As a 3-year-old, she frequently accompanied her father Hale and brothers Hale Jr. and Beau as they took to the course at Rockledge Country Club.
She picked up the sport instantly and played every chance she could, even winning the National Pee Wee Golf title at the age of 3 and claiming the title four more times as a child.
At the age of 11, Laura’s parents divorced and she moved with the mother Sally to Long Beach, Calif.
There she continued to play every chance she had there and also whenever she traveled back to Brevard County in the summer to visit her father.
Her mother’s home in California was in a tough area and it created a desire in grow up fast and succeed quickly.
At 14, she won the Los Angeles Women’s City Golf Championships, repeated as champ the following year and also played as an amateur in the U.S Open.
She applied herself to her schoolwork almost as much as her golf game, skipping nearly two full grades, and graduating from high school at age 15.
Stanford University accepted her college application, but they didn’t have a women’s golf team and at that point, the teenager was wondering where her true path in life was headed.
In 1971, at the age of 16, Laura competed at the U.S Women’s Amateur Tournament at the Atlanta Country Club.
The event was a major breakthrough for Laura as she defeated Beth Barry in a 36-hole final match to win the tournament and in the process became the youngest champion in the tourney’s 76-year history to win up until then.
It thrust her onto the national stage and she skyrocketed to the front of the endorsement line thanks to her beauty, talent and smile.
The Los Angeles Times named her “Woman of the Year” and in 1972, Golf Digest hailed her as the “Most Beautiful Golfer.”
At 17 in 1973, she decided to turn professional yet had to wait six months to compete on the LPGA Tour because the minimum age to play as a pro then was 18.
While waiting to her pro card, she played in a few tournaments in Japan and then breezed through Qualification School for the LPGA.
In her first season, she claimed two second-place finishes. Playing in her first tour event at the Lady Tara Classic she tied for second and later that year was runner-up in Child & Family Services Open.
Her play was good enough to be voted as the LPGA’s Rookie of the Year.
An UltraBrite toothpaste television commercial further cemented her fame and it went on to win a CLIO award as one of the year’s top advertisements.
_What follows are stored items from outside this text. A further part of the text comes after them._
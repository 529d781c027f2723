//! Push message routing
//!
//! Classifies inbound feed messages, filters them against the active scope,
//! normalizes payloads and hands the result to the caller's handlers. The
//! router holds no state of its own; deduplication is delegated through
//! [`MessageHandlers::is_duplicate_tx`].

use anyhow::{Context, Result};
use serde::Deserialize;
use serde_json::Value;

use crate::models::{MetricsSnapshot, SubscriptionScope, Trade, TradeSide};

pub const MSG_FEED_TRANSACTION: &str = "feed-transaction";
pub const MSG_METRICS: &str = "metrics";

/// Scope and currency fallbacks the dispatch path reads for every message.
#[derive(Debug, Clone, Default, PartialEq)]
pub struct RouteContext {
    pub scope: Option<SubscriptionScope>,
    pub fallback_currency: String,
    pub fallback_currency_logo: Option<String>,
}

/// Sinks for routed messages.
pub trait MessageHandlers {
    /// Check-and-mark. Must record `tx_hash` as seen.
    fn is_duplicate_tx(&mut self, tx_hash: &str) -> bool;
    fn on_transaction(&mut self, trade: Trade);
    fn on_metrics(&mut self, update: MetricsSnapshot);
}

#[derive(Debug, Clone, Copy, PartialEq, Eq)]
pub enum DropReason {
    NoScope,
    MissingPayload,
    TokenMismatch,
    PoolMismatch,
    UnsupportedInteraction,
    Duplicate,
    EmptyMetrics,
    /// Failed to parse; set by the dispatch boundary, not by `route`
    Malformed,
}

#[derive(Debug, Clone, Copy, PartialEq, Eq)]
pub enum RouteOutcome {
    Transaction,
    Metrics,
    Dropped(DropReason),
    /// Message type this client does not handle
    Ignored,
}

#[derive(Debug, Deserialize)]
struct FeedTransactionData {
    #[serde(rename = "tokenInteraction")]
    token_interaction: Option<TokenInteraction>,
}

#[derive(Debug, Deserialize)]
#[serde(rename_all = "camelCase")]
struct TokenInteraction {
    #[serde(default)]
    token_address: Option<String>,
    #[serde(default)]
    interaction_type: Option<String>,
    #[serde(default)]
    tx_hash: Option<String>,
    #[serde(default)]
    timestamp: Option<i64>,
    #[serde(default)]
    wallet_address: Option<String>,
    #[serde(default)]
    amount_currency: Option<f64>,
    #[serde(default)]
    amount_tokens: Option<f64>,
    #[serde(default)]
    token_usd_price: Option<f64>,
    #[serde(default)]
    currency_token: Option<CurrencyToken>,
}

#[derive(Debug, Deserialize)]
#[serde(rename_all = "camelCase")]
struct CurrencyToken {
    #[serde(default)]
    symbol: Option<String>,
    #[serde(default)]
    logo_url: Option<String>,
}

#[derive(Debug, Default, Deserialize)]
struct MetricsData {
    #[serde(default)]
    address: Option<MetricsAddress>,
    #[serde(default)]
    price: Option<MetricsPrice>,
    #[serde(default)]
    token: Option<MetricsToken>,
    #[serde(default)]
    activity: Option<MetricsActivity>,
}

#[derive(Debug, Deserialize)]
struct MetricsAddress {
    #[serde(default)]
    pool: Option<String>,
}

#[derive(Debug, Deserialize)]
struct MetricsPrice {
    #[serde(default)]
    usd: Option<f64>,
}

#[derive(Debug, Deserialize)]
#[serde(rename_all = "camelCase")]
struct MetricsToken {
    #[serde(default)]
    supply: Option<f64>,
    #[serde(default)]
    num_holders: Option<f64>,
}

#[derive(Debug, Deserialize)]
struct MetricsActivity {
    #[serde(rename = "1d", default)]
    one_day: Option<ActivityWindow>,
}

#[derive(Debug, Deserialize)]
#[serde(rename_all = "camelCase")]
struct ActivityWindow {
    #[serde(default)]
    volume_buy_usd: Option<f64>,
    #[serde(default)]
    volume_sell_usd: Option<f64>,
}

/// Parse a raw text frame and route it.
pub fn route_text<H: MessageHandlers>(
    text: &str,
    ctx: &RouteContext,
    handlers: &mut H,
) -> Result<RouteOutcome> {
    let message: Value = serde_json::from_str(text).context("feed message is not JSON")?;
    route(&message, ctx, handlers)
}

/// Route one decoded message. Unknown types are ignored, not errors.
pub fn route<H: MessageHandlers>(
    message: &Value,
    ctx: &RouteContext,
    handlers: &mut H,
) -> Result<RouteOutcome> {
    let msg_type = message.get("type").and_then(|v| v.as_str()).unwrap_or("");

    match msg_type {
        MSG_FEED_TRANSACTION => route_transaction(message, ctx, handlers),
        MSG_METRICS => route_metrics(message, ctx, handlers),
        _ => Ok(RouteOutcome::Ignored),
    }
}

fn route_transaction<H: MessageHandlers>(
    message: &Value,
    ctx: &RouteContext,
    handlers: &mut H,
) -> Result<RouteOutcome> {
    let Some(scope) = ctx.scope.as_ref() else {
        return Ok(RouteOutcome::Dropped(DropReason::NoScope));
    };
    let Some(data) = message.get("data") else {
        return Ok(RouteOutcome::Dropped(DropReason::MissingPayload));
    };

    let data: FeedTransactionData =
        serde_json::from_value(data.clone()).context("malformed feed-transaction payload")?;
    let Some(tx) = data.token_interaction else {
        return Ok(RouteOutcome::Dropped(DropReason::MissingPayload));
    };

    if let Some(token) = tx.token_address.as_deref().filter(|t| !t.is_empty()) {
        if token != scope.token {
            return Ok(RouteOutcome::Dropped(DropReason::TokenMismatch));
        }
    }

    let Some(side) = tx.interaction_type.as_deref().and_then(TradeSide::parse) else {
        return Ok(RouteOutcome::Dropped(DropReason::UnsupportedInteraction));
    };

    let Some(tx_hash) = tx.tx_hash.filter(|h| !h.is_empty()) else {
        return Ok(RouteOutcome::Dropped(DropReason::MissingPayload));
    };

    if handlers.is_duplicate_tx(&tx_hash) {
        return Ok(RouteOutcome::Dropped(DropReason::Duplicate));
    }

    let (currency_symbol, currency_logo) = match tx.currency_token {
        Some(currency) => (
            currency
                .symbol
                .unwrap_or_else(|| ctx.fallback_currency.clone()),
            currency
                .logo_url
                .or_else(|| ctx.fallback_currency_logo.clone()),
        ),
        None => (
            ctx.fallback_currency.clone(),
            ctx.fallback_currency_logo.clone(),
        ),
    };

    handlers.on_transaction(Trade {
        tx_hash,
        timestamp: tx
            .timestamp
            .unwrap_or_else(|| chrono::Utc::now().timestamp_millis()),
        trader: tx.wallet_address.unwrap_or_default(),
        side,
        currency_amount: tx.amount_currency.unwrap_or(0.0),
        currency_symbol,
        currency_logo,
        token_amount: tx.amount_tokens.unwrap_or(0.0),
        price_usd: tx.token_usd_price.unwrap_or(0.0),
    });

    Ok(RouteOutcome::Transaction)
}

fn route_metrics<H: MessageHandlers>(
    message: &Value,
    ctx: &RouteContext,
    handlers: &mut H,
) -> Result<RouteOutcome> {
    let Some(scope) = ctx.scope.as_ref() else {
        return Ok(RouteOutcome::Dropped(DropReason::NoScope));
    };

    let data: MetricsData = match message.get("data") {
        Some(Value::Null) | None => MetricsData::default(),
        Some(data) => {
            serde_json::from_value(data.clone()).context("malformed metrics payload")?
        }
    };

    if let Some(pool) = data.address.as_ref().and_then(|a| a.pool.as_deref()) {
        if !pool.is_empty() && pool != scope.pool {
            return Ok(RouteOutcome::Dropped(DropReason::PoolMismatch));
        }
    }

    let update = derive_metrics(&data);
    if update.is_empty() {
        return Ok(RouteOutcome::Dropped(DropReason::EmptyMetrics));
    }

    handlers.on_metrics(update);
    Ok(RouteOutcome::Metrics)
}

fn derive_metrics(data: &MetricsData) -> MetricsSnapshot {
    let price_usd = data.price.as_ref().and_then(|p| p.usd);
    let supply = data.token.as_ref().and_then(|t| t.supply);
    let holders = data.token.as_ref().and_then(|t| t.num_holders);
    let day = data.activity.as_ref().and_then(|a| a.one_day.as_ref());

    MetricsSnapshot {
        market_cap: match (price_usd, supply) {
            (Some(price), Some(supply)) => Some(price * supply),
            _ => None,
        },
        price_usd,
        holder_count: holders
            .filter(|h| h.is_finite() && *h >= 0.0)
            .map(|h| h as u64),
        volume_24h: day.map(|w| w.volume_buy_usd.unwrap_or(0.0) + w.volume_sell_usd.unwrap_or(0.0)),
        ..Default::default()
    }
}
//! Recent searches
//!
//! Bounded, most-recent-first list of tokens the user looked up. Recording an
//! address already in the list moves it to the front.

use anyhow::{Context, Result};
use parking_lot::Mutex;
use rusqlite::{params, Connection};
use std::collections::VecDeque;
use tracing::info;

use crate::models::RecentSearch;

pub const DEFAULT_RECENT_LIMIT: usize = 10;

pub trait RecentSearchStore: Send + Sync {
    /// Most recent first.
    fn load(&self) -> Result<Vec<RecentSearch>>;

    fn record(&self, search: RecentSearch) -> Result<()>;

    fn clear(&self) -> Result<()>;
}

/// SQLite-backed store. Opens a connection per call.
pub struct SqliteRecentSearches {
    db_path: String,
    limit: usize,
}

impl SqliteRecentSearches {
    pub fn new(db_path: &str, limit: usize) -> Result<Self> {
        let store = Self {
            db_path: db_path.to_string(),
            limit: limit.max(1),
        };
        store.init_db()?;
        info!(db_path, "recent searches store ready");
        Ok(store)
    }

    fn open(&self) -> Result<Connection> {
        Connection::open(&self.db_path)
            .with_context(|| format!("Failed to open recent searches db at {}", self.db_path))
    }

    fn init_db(&self) -> Result<()> {
        let conn = self.open()?;
        conn.execute(
            "CREATE TABLE IF NOT EXISTS recent_searches (
                address TEXT PRIMARY KEY,
                name TEXT NOT NULL,
                seq INTEGER NOT NULL
            )",
            [],
        )
        .context("Failed to create recent_searches table")?;
        Ok(())
    }
}

impl RecentSearchStore for SqliteRecentSearches {
    fn load(&self) -> Result<Vec<RecentSearch>> {
        let conn = self.open()?;
        let mut stmt = conn.prepare(
            "SELECT address, name FROM recent_searches ORDER BY seq DESC LIMIT ?1",
        )?;

        let rows = stmt.query_map(params![self.limit as i64], |row| {
            Ok(RecentSearch {
                address: row.get(0)?,
                name: row.get(1)?,
            })
        })?;

        rows.collect::<rusqlite::Result<Vec<_>>>()
            .context("Failed to read recent searches")
    }

    fn record(&self, search: RecentSearch) -> Result<()> {
        let mut conn = self.open()?;
        let tx = conn.transaction()?;

        tx.execute(
            "INSERT OR REPLACE INTO recent_searches (address, name, seq)
             VALUES (?1, ?2, (SELECT COALESCE(MAX(seq), 0) + 1 FROM recent_searches))",
            params![search.address, search.name],
        )
        .context("Failed to record recent search")?;

        tx.execute(
            "DELETE FROM recent_searches WHERE address NOT IN (
                SELECT address FROM recent_searches ORDER BY seq DESC LIMIT ?1
            )",
            params![self.limit as i64],
        )
        .context("Failed to trim recent searches")?;

        tx.commit()?;
        Ok(())
    }

    fn clear(&self) -> Result<()> {
        let conn = self.open()?;
        conn.execute("DELETE FROM recent_searches", [])
            .context("Failed to clear recent searches")?;
        Ok(())
    }
}

/// In-process store for headless runs and tests.
pub struct MemoryRecentSearches {
    entries: Mutex<VecDeque<RecentSearch>>,
    limit: usize,
}

impl Default for MemoryRecentSearches {
    fn default() -> Self {
        Self::new(DEFAULT_RECENT_LIMIT)
    }
}

impl MemoryRecentSearches {
    pub fn new(limit: usize) -> Self {
        Self {
            entries: Mutex::new(VecDeque::new()),
            limit: limit.max(1),
        }
    }
}

impl RecentSearchStore for MemoryRecentSearches {
    fn load(&self) -> Result<Vec<RecentSearch>> {
        Ok(self.entries.lock().iter().cloned().collect())
    }

    fn record(&self, search: RecentSearch) -> Result<()> {
        let mut entries = self.entries.lock();
        entries.retain(|s| s.address != search.address);
        entries.push_front(search);
        entries.truncate(self.limit);
        Ok(())
    }

    fn clear(&self) -> Result<()> {
        self.entries.lock().clear();
        Ok(())
    }
}
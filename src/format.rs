//! Display helpers for the headless renderer.

use crate::feed::session::LiveMetrics;
use crate::models::{Trade, TradeSide};

pub fn format_number(n: f64, decimals: usize) -> String {
    if n >= 1_000_000_000.0 {
        format!("{:.*}B", decimals, n / 1_000_000_000.0)
    } else if n >= 1_000_000.0 {
        format!("{:.*}M", decimals, n / 1_000_000.0)
    } else if n >= 1_000.0 {
        format!("{:.*}K", decimals, n / 1_000.0)
    } else {
        format!("{:.*}", decimals, n)
    }
}

pub fn format_currency(n: f64) -> String {
    format!("${}", format_number(n, 2))
}

/// `abcd...wxyz`. Addresses too short to shorten come back unchanged.
pub fn shorten_address(address: &str, chars: usize) -> String {
    let len = address.chars().count();
    if len <= chars * 2 {
        return address.to_string();
    }
    let head: String = address.chars().take(chars).collect();
    let tail: String = address.chars().skip(len - chars).collect();
    format!("{}...{}", head, tail)
}

/// Compact relative age: `42s`, `5m`, `3h`, `2d`, `4mo`, `1y`.
pub fn format_time_ago(ts_ms: i64, now_ms: i64) -> String {
    let secs = ((now_ms - ts_ms).max(0) as f64) / 1000.0;
    let minutes = secs / 60.0;
    let hours = minutes / 60.0;
    let days = hours / 24.0;

    if secs < 59.5 {
        format!("{}s", secs.round() as i64)
    } else if minutes < 59.5 {
        format!("{}m", minutes.round() as i64)
    } else if hours < 23.5 {
        format!("{}h", hours.round() as i64)
    } else if days < 29.5 {
        format!("{}d", days.round() as i64)
    } else if days < 365.0 {
        format!("{}mo", (days / 30.0).round().max(1.0) as i64)
    } else {
        format!("{}y", (days / 365.0).round() as i64)
    }
}

/// One line per trade: age, side, trader, amounts, price.
pub fn format_trade_row(trade: &Trade, now_ms: i64) -> String {
    let side = match trade.side {
        TradeSide::Buy => "BUY ",
        TradeSide::Sell => "SELL",
    };
    format!(
        "{:>4} {} {} {} {} | {} tokens @ ${:.6}",
        format_time_ago(trade.timestamp, now_ms),
        side,
        shorten_address(&trade.trader, 4),
        format_number(trade.currency_amount, 3),
        trade.currency_symbol,
        format_number(trade.token_amount, 2),
        trade.price_usd,
    )
}

pub fn format_metrics(metrics: &LiveMetrics) -> String {
    let money = |v: Option<f64>| v.map(format_currency).unwrap_or_else(|| "-".to_string());
    format!(
        "mcap {} | ath {} | vol24h {} | holders {} | price {}",
        money(metrics.market_cap),
        money(metrics.all_time_high),
        money(metrics.volume_24h),
        metrics
            .holder_count
            .map(|h| format_number(h as f64, 0))
            .unwrap_or_else(|| "-".to_string()),
        metrics
            .price_usd
            .map(|p| format!("${:.6}", p))
            .unwrap_or_else(|| "-".to_string()),
    )
}
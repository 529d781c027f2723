//! WebSocket stream of feed snapshots.

use axum::{
    extract::ws::{Message, WebSocket, WebSocketUpgrade},
    extract::State,
    response::Response,
};
use tracing::{debug, warn};

use crate::api::routes::AppState;
use crate::feed::session::FeedSnapshot;

pub async fn websocket_handler(ws: WebSocketUpgrade, State(state): State<AppState>) -> Response {
    ws.on_upgrade(move |socket| handle_socket(socket, state))
}

fn encode(snapshot: &FeedSnapshot) -> Option<String> {
    match serde_json::to_string(snapshot) {
        Ok(text) => Some(text),
        Err(e) => {
            warn!(error = %e, "Failed to serialize feed snapshot");
            None
        }
    }
}

/// Current snapshot on connect, then one frame per change.
async fn handle_socket(mut socket: WebSocket, state: AppState) {
    let mut rx = state.feed.subscribe();

    let initial = encode(&rx.borrow_and_update());
    if let Some(text) = initial {
        if socket.send(Message::Text(text)).await.is_err() {
            return;
        }
    }

    loop {
        tokio::select! {
            changed = rx.changed() => {
                if changed.is_err() {
                    debug!("feed session closed; ending snapshot stream");
                    let _ = socket.send(Message::Close(None)).await;
                    break;
                }
                let text = encode(&rx.borrow_and_update());
                if let Some(text) = text {
                    if socket.send(Message::Text(text)).await.is_err() {
                        break;
                    }
                }
            }
            msg = socket.recv() => {
                match msg {
                    Some(Ok(Message::Text(text))) if text == "ping" => {
                        let _ = socket.send(Message::Text("pong".to_string())).await;
                    }
                    Some(Ok(Message::Close(_))) | None | Some(Err(_)) => break,
                    Some(Ok(_)) => {}
                }
            }
        }
    }
}
//! Feed reconciliation
//!
//! Merges live pushes with pulled history into one deduplicated,
//! newest-first trade list. While the viewport sits at the newest edge, live
//! trades are spliced straight into the head of the first page. Once the
//! user scrolls away they are held in a bounded pending buffer so the list
//! under the user does not move, and are merged back in one step when the
//! viewport returns (or on an explicit flush).
//!
//! All mutation happens on one task. A scope change invalidates the dedup
//! window, the pending buffer, the batcher and the page cache before the
//! next message is looked at.

use serde::{Deserialize, Serialize};
use serde_json::Value;
use std::collections::{HashSet, VecDeque};
use tokio::sync::mpsc;
use tokio::time::{Duration, Instant};
use tracing::{debug, warn};

use crate::config::FeedConfig;
use crate::feed::batcher::MetricsBatcher;
use crate::feed::dedup::TxDeduplicator;
use crate::feed::history::{ApplyOutcome, FetchError, PageRequest, PageSequence};
use crate::feed::router::{self, DropReason, MessageHandlers, RouteContext, RouteOutcome};
use crate::models::{MetricsSnapshot, Page, SubscriptionScope, Trade};

pub const DEFAULT_PENDING_CAPACITY: usize = 500;

#[derive(Debug, Clone)]
pub struct ReconcilerSettings {
    pub page_size: usize,
    pub dedup_capacity: usize,
    pub pending_capacity: usize,
    pub batch_interval: Duration,
    pub newest_edge_threshold_px: f64,
    pub load_more_threshold_px: f64,
    pub default_currency: String,
}

impl Default for ReconcilerSettings {
    fn default() -> Self {
        Self::from_config(&FeedConfig::default())
    }
}

impl ReconcilerSettings {
    pub fn from_config(config: &FeedConfig) -> Self {
        Self {
            page_size: config.page_size,
            dedup_capacity: config.dedup_capacity,
            pending_capacity: config.pending_capacity,
            batch_interval: config.batch_interval(),
            newest_edge_threshold_px: config.newest_edge_threshold_px,
            load_more_threshold_px: config.load_more_threshold_px,
            default_currency: config.default_currency.clone(),
        }
    }
}

/// Scroll geometry reported by the presentation layer.
#[derive(Debug, Clone, Copy, PartialEq, Serialize, Deserialize)]
pub struct ViewportMetrics {
    pub scroll_top: f64,
    pub scroll_height: f64,
    pub client_height: f64,
}

impl ViewportMetrics {
    pub fn at_newest_edge(&self, threshold_px: f64) -> bool {
        self.scroll_top < threshold_px
    }

    pub fn near_end(&self, threshold_px: f64) -> bool {
        self.scroll_top + self.client_height >= self.scroll_height - threshold_px
    }
}

/// Live trades held back while the viewport is away from the newest edge.
/// Newest first; overflow drops from the tail.
#[derive(Debug)]
pub struct PendingBuffer {
    trades: VecDeque<Trade>,
    capacity: usize,
}

impl PendingBuffer {
    pub fn new(capacity: usize) -> Self {
        Self {
            trades: VecDeque::with_capacity(capacity.min(64)),
            capacity: capacity.max(1),
        }
    }

    pub fn push(&mut self, trade: Trade) {
        self.trades.push_front(trade);
        self.trades.truncate(self.capacity);
    }

    /// Take everything, newest first.
    pub fn drain(&mut self) -> Vec<Trade> {
        self.trades.drain(..).collect()
    }

    pub fn clear(&mut self) {
        self.trades.clear();
    }

    pub fn len(&self) -> usize {
        self.trades.len()
    }

    pub fn is_empty(&self) -> bool {
        self.trades.is_empty()
    }

    pub fn iter(&self) -> impl Iterator<Item = &Trade> {
        self.trades.iter()
    }
}

#[derive(Debug, Clone, Copy, PartialEq, Eq, Default)]
pub struct FlushOutcome {
    pub flushed: usize,
    /// Presentation should scroll back to the newest item
    pub scroll_to_top: bool,
}

/// Dispatch-time view over the reconciler's mutable parts.
struct LiveSink<'a> {
    dedup: &'a mut TxDeduplicator,
    batcher: &'a mut MetricsBatcher,
    pages: &'a mut PageSequence,
    pending: &'a mut PendingBuffer,
    at_newest_edge: bool,
}

impl MessageHandlers for LiveSink<'_> {
    fn is_duplicate_tx(&mut self, tx_hash: &str) -> bool {
        self.dedup.is_duplicate(tx_hash)
    }

    fn on_transaction(&mut self, trade: Trade) {
        if self.at_newest_edge {
            if let Some(first) = self.pages.first_page_mut() {
                first.trades.insert(0, trade);
                return;
            }
            debug!(tx_hash = %trade.tx_hash, "no history page yet; holding live trade");
        }
        self.pending.push(trade);
    }

    fn on_metrics(&mut self, update: MetricsSnapshot) {
        self.batcher.batch_update(update);
    }
}

pub struct FeedReconciler {
    settings: ReconcilerSettings,
    context: RouteContext,
    dedup: TxDeduplicator,
    batcher: MetricsBatcher,
    pages: PageSequence,
    pending: PendingBuffer,
    at_newest_edge: bool,
}

impl FeedReconciler {
    /// Batched metric emissions go to `metrics_tx`.
    pub fn new(settings: ReconcilerSettings, metrics_tx: mpsc::UnboundedSender<MetricsSnapshot>) -> Self {
        Self {
            context: RouteContext {
                scope: None,
                fallback_currency: settings.default_currency.clone(),
                fallback_currency_logo: None,
            },
            dedup: TxDeduplicator::new(settings.dedup_capacity),
            batcher: MetricsBatcher::with_sender(settings.batch_interval, metrics_tx),
            pages: PageSequence::new(settings.page_size),
            pending: PendingBuffer::new(settings.pending_capacity),
            at_newest_edge: true,
            settings,
        }
    }

    /// Switch to a new token and live scope, restarting clean. History is
    /// keyed on `token` alone, so a token without a pool (no live scope) still
    /// pages. Returns the page generation that fetches must carry.
    pub fn set_scope(
        &mut self,
        token: Option<String>,
        scope: Option<SubscriptionScope>,
        pool_filter: Vec<String>,
        fallback_currency: Option<String>,
        fallback_currency_logo: Option<String>,
    ) -> u64 {
        self.pending.clear();
        self.at_newest_edge = true;
        self.dedup.clear();
        self.batcher.reset();

        self.context.scope = scope;
        self.context.fallback_currency =
            fallback_currency.unwrap_or_else(|| self.settings.default_currency.clone());
        self.context.fallback_currency_logo = fallback_currency_logo;

        self.pages.restart(token, pool_filter)
    }

    pub fn scope(&self) -> Option<&SubscriptionScope> {
        self.context.scope.as_ref()
    }

    pub fn context(&self) -> &RouteContext {
        &self.context
    }

    /// Dispatch boundary for raw frames: parse failures are logged and
    /// swallowed.
    pub fn ingest_text(&mut self, text: &str) -> RouteOutcome {
        match serde_json::from_str::<Value>(text) {
            Ok(message) => self.ingest(&message),
            Err(e) => {
                warn!(error = %e, "Failed to parse feed message");
                RouteOutcome::Dropped(DropReason::Malformed)
            }
        }
    }

    pub fn ingest(&mut self, message: &Value) -> RouteOutcome {
        let mut sink = LiveSink {
            dedup: &mut self.dedup,
            batcher: &mut self.batcher,
            pages: &mut self.pages,
            pending: &mut self.pending,
            at_newest_edge: self.at_newest_edge,
        };

        match router::route(message, &self.context, &mut sink) {
            Ok(RouteOutcome::Dropped(reason)) => {
                debug!(?reason, "feed message dropped");
                RouteOutcome::Dropped(reason)
            }
            Ok(outcome) => outcome,
            Err(e) => {
                warn!(error = %e, "Failed to process feed message");
                RouteOutcome::Dropped(DropReason::Malformed)
            }
        }
    }

    pub fn is_at_newest_edge(&self) -> bool {
        self.at_newest_edge
    }

    /// Update the newest-edge flag. Returning to the edge flushes pending.
    pub fn set_at_newest_edge(&mut self, at_edge: bool) -> FlushOutcome {
        let was = self.at_newest_edge;
        self.at_newest_edge = at_edge;
        if at_edge && !was {
            return self.flush_pending(false);
        }
        FlushOutcome::default()
    }

    /// Apply scroll geometry: updates the newest-edge flag and, when close to
    /// the end of the list, hands back the next page to fetch.
    pub fn on_viewport(&mut self, viewport: ViewportMetrics) -> Option<PageRequest> {
        self.set_at_newest_edge(viewport.at_newest_edge(self.settings.newest_edge_threshold_px));
        if viewport.near_end(self.settings.load_more_threshold_px) {
            return self.pages.next_request();
        }
        None
    }

    /// Merge the whole pending buffer ahead of the first page in one step.
    /// With `scroll_to_top` the viewport is treated as back at the edge.
    pub fn flush_pending(&mut self, scroll_to_top: bool) -> FlushOutcome {
        if scroll_to_top {
            self.at_newest_edge = true;
        }
        let Some(first) = self.pages.first_page_mut() else {
            // Nothing to splice into yet; held until the first page lands
            return FlushOutcome {
                flushed: 0,
                scroll_to_top,
            };
        };

        let mut merged = self.pending.drain();
        let flushed = merged.len();
        if flushed > 0 {
            merged.append(&mut first.trades);
            first.trades = merged;
            debug!(flushed, "pending trades merged into feed");
        }
        FlushOutcome {
            flushed,
            scroll_to_top,
        }
    }

    /// Next page if none is in flight and more may exist.
    pub fn request_next_page(&mut self) -> Option<PageRequest> {
        self.pages.next_request()
    }

    /// Apply a completed history fetch. Stale generations are discarded.
    pub fn apply_page(&mut self, generation: u64, result: Result<Page, FetchError>) -> ApplyOutcome {
        let outcome = self.pages.apply(generation, result);
        if outcome == ApplyOutcome::Applied && self.at_newest_edge && !self.pending.is_empty() {
            self.flush_pending(false);
        }
        outcome
    }

    pub fn generation(&self) -> u64 {
        self.pages.generation()
    }

    pub fn has_more(&self) -> bool {
        self.pages.has_more()
    }

    pub fn is_fetching(&self) -> bool {
        self.pages.is_fetching()
    }

    pub fn last_error(&self) -> Option<&FetchError> {
        self.pages.last_error()
    }

    pub fn pages(&self) -> &[Page] {
        self.pages.pages()
    }

    pub fn pending_count(&self) -> usize {
        self.pending.len()
    }

    pub fn pending(&self) -> impl Iterator<Item = &Trade> {
        self.pending.iter()
    }

    /// The list the presentation layer renders: pages in fetch order, first
    /// occurrence of each `tx_hash` kept.
    pub fn materialized(&self) -> Vec<Trade> {
        let total: usize = self.pages.pages().iter().map(|p| p.trades.len()).sum();
        let mut seen: HashSet<&str> = HashSet::with_capacity(total);
        let mut out = Vec::with_capacity(total);

        for trade in self.pages.pages().iter().flat_map(|p| p.trades.iter()) {
            if seen.insert(trade.tx_hash.as_str()) {
                out.push(trade.clone());
            }
        }
        out
    }

    pub fn metrics_deadline(&self) -> Option<Instant> {
        self.batcher.deadline()
    }

    /// Emit batched metrics if their window has closed.
    pub fn poll_metrics(&mut self, now: Instant) -> bool {
        self.batcher.poll_at(now)
    }

    /// Unmount: force out anything the batcher still holds.
    pub fn teardown(&mut self) -> bool {
        self.batcher.shutdown()
    }
}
Her original plan was to play on the tour for five years and then retire to become a lawyer or a children’s dentist, then get married and have a family, but as the money from more ad campaigns like Ford Thunderbird automobiles, a sportswear commercial with Arnold Palmer and her own line of Izod clothing sold under the Laura Baugh name came up, she jettisoned that idea.
She shared the spotlight with other national golf celebrities when she competed in exhibitions with Palmer, Jack Nicklaus, Billy Casper, Johnny Miller, Lee Trevino and Sam Snead.
From 1973 to 1997, Laura finished second 1o times in LPGA tournament, nearly winning the Mayflower Classic in 1979 before falling to Hollis Stacy in a sudden-death playoff.
As her trophy case expanded and her national magazine covers piled up, there were a number of other acquisitions she made during her playing days.
She married and divorced three times and gave birth to seven children during that span, taking the kids along in a van in the summers as she played in events.
Somehow she also acquired a drinking problem as she felt alcohol could make everything seem more manageable.
Laura eventually overcame alcohol addiction through treatment at the Betty Ford Clinic and wrote about her struggles in the best-selling book “Out of the Rough.”
Her career came full circle after she left the LPGA following the1997 season.
She worked with CBS, ESPN covering tournaments and stared providing commentary for the Golf Channel in Orlando.
Now happily married for a fourth time, Laura sells real estate in Central Florida, enjoys being a mother and plays a little on the Legends Tour when her schedule permits.